Data to use >>
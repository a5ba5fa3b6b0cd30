use anchor_lang::prelude::*;

use crate::error::HonoraryFeeError;

pub const BPS_DENOMINATOR: u64 = 10_000;
pub const SECONDS_PER_DAY: i64 = 86_400;

/// Mathematical utilities with overflow protection
pub struct MathUtil;

impl MathUtil {
    pub fn safe_add(a: u64, b: u64) -> Result<u64> {
        a.checked_add(b).ok_or(error!(HonoraryFeeError::ArithmeticOverflow))
    }

    pub fn safe_sub(a: u64, b: u64) -> Result<u64> {
        a.checked_sub(b).ok_or(error!(HonoraryFeeError::ArithmeticOverflow))
    }

    /// floor(a * b / denominator), computed in u128
    pub fn mul_div_floor(a: u64, b: u64, denominator: u64) -> Result<u64> {
        if denominator == 0 {
            return Err(error!(HonoraryFeeError::ArithmeticOverflow));
        }
        let value = (a as u128) * (b as u128) / (denominator as u128);
        u64::try_from(value).map_err(|_| error!(HonoraryFeeError::ArithmeticOverflow))
    }

    /// min(investor_fee_share_bps, floor(locked_total / y0 * 10000))
    pub fn eligible_share_bps(
        locked_total: u64,
        y0: u64,
        investor_fee_share_bps: u16,
    ) -> u16 {
        if y0 == 0 {
            return 0;
        }
        // f_locked(t) = locked_total(t) / Y0, in bps; saturates above 100%
        let f_locked_bps = (locked_total as u128 * BPS_DENOMINATOR as u128) / y0 as u128;
        f_locked_bps.min(investor_fee_share_bps as u128) as u16
    }

    /// Split `requested` into (allowed, held back) under an optional cap
    pub fn apply_daily_cap(requested: u64, daily_cap: Option<u64>) -> (u64, u64) {
        match daily_cap {
            Some(cap) if requested > cap => (cap, requested - cap),
            _ => (requested, 0),
        }
    }

    pub fn day_id(unix_timestamp: i64) -> u64 {
        if unix_timestamp <= 0 {
            return 0;
        }
        (unix_timestamp / SECONDS_PER_DAY) as u64
    }

    /// Check if 24 hours have passed since last distribution
    pub fn is_24h_elapsed(last_ts: i64, current_ts: i64) -> bool {
        current_ts >= last_ts.saturating_add(SECONDS_PER_DAY)
    }
}

#[cfg(test)]
mod tests {
    use super::*;

    #[test]
    fn mul_div_floors_without_intermediate_overflow() {
        assert_eq!(MathUtil::mul_div_floor(u64::MAX, u64::MAX, u64::MAX).unwrap(), u64::MAX);
        assert_eq!(MathUtil::mul_div_floor(10, 1, 3).unwrap(), 3);
        assert!(MathUtil::mul_div_floor(u64::MAX, 2, 1).is_err());
        assert!(MathUtil::mul_div_floor(1, 1, 0).is_err());
    }

    #[test]
    fn eligible_share_is_capped_by_policy() {
        // 100% still locked, policy allows 50%
        assert_eq!(MathUtil::eligible_share_bps(1_000, 1_000, 5_000), 5_000);
        // 30% still locked
        assert_eq!(MathUtil::eligible_share_bps(300, 1_000, 5_000), 3_000);
        // floor of 1/3
        assert_eq!(MathUtil::eligible_share_bps(1, 3, 10_000), 3_333);
    }

    #[test]
    fn eligible_share_is_zero_without_allocation_or_lock() {
        assert_eq!(MathUtil::eligible_share_bps(1_000, 0, 5_000), 0);
        assert_eq!(MathUtil::eligible_share_bps(0, 1_000, 5_000), 0);
    }

    #[test]
    fn locked_above_allocation_still_respects_policy() {
        assert_eq!(MathUtil::eligible_share_bps(u64::MAX, 1, 7_500), 7_500);
    }

    #[test]
    fn daily_cap_holds_back_excess() {
        assert_eq!(MathUtil::apply_daily_cap(1_000, None), (1_000, 0));
        assert_eq!(MathUtil::apply_daily_cap(1_000, Some(400)), (400, 600));
        assert_eq!(MathUtil::apply_daily_cap(300, Some(400)), (300, 0));
        assert_eq!(MathUtil::apply_daily_cap(300, Some(0)), (0, 300));
    }

    #[test]
    fn day_gate_needs_full_24h() {
        assert!(!MathUtil::is_24h_elapsed(1_000, 1_000 + SECONDS_PER_DAY - 1));
        assert!(MathUtil::is_24h_elapsed(1_000, 1_000 + SECONDS_PER_DAY));
        assert!(MathUtil::is_24h_elapsed(0, SECONDS_PER_DAY));
    }

    #[test]
    fn day_id_is_floor_of_days_since_epoch() {
        assert_eq!(MathUtil::day_id(-5), 0);
        assert_eq!(MathUtil::day_id(SECONDS_PER_DAY - 1), 0);
        assert_eq!(MathUtil::day_id(SECONDS_PER_DAY * 3 + 7), 3);
    }
}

Exercise prompt >> Would you please copy exactly the part of the entries above that begins at the line containing "pub struct MathUtil;" and ends at the line containing "computed in u128", both lines included?

Response to this exercise >>
pub struct MathUtil;

impl MathUtil {
    pub fn safe_add(a: u64, b: u64) -> Result<u64> {
        a.checked_add(b).ok_or(error!(HonoraryFeeError::ArithmeticOverflow))
    }

    pub fn safe_sub(a: u64, b: u64) -> Result<u64> {
        a.checked_sub(b).ok_or(error!(HonoraryFeeError::ArithmeticOverflow))
    }

    /// floor(a * b / denominator), computed in u128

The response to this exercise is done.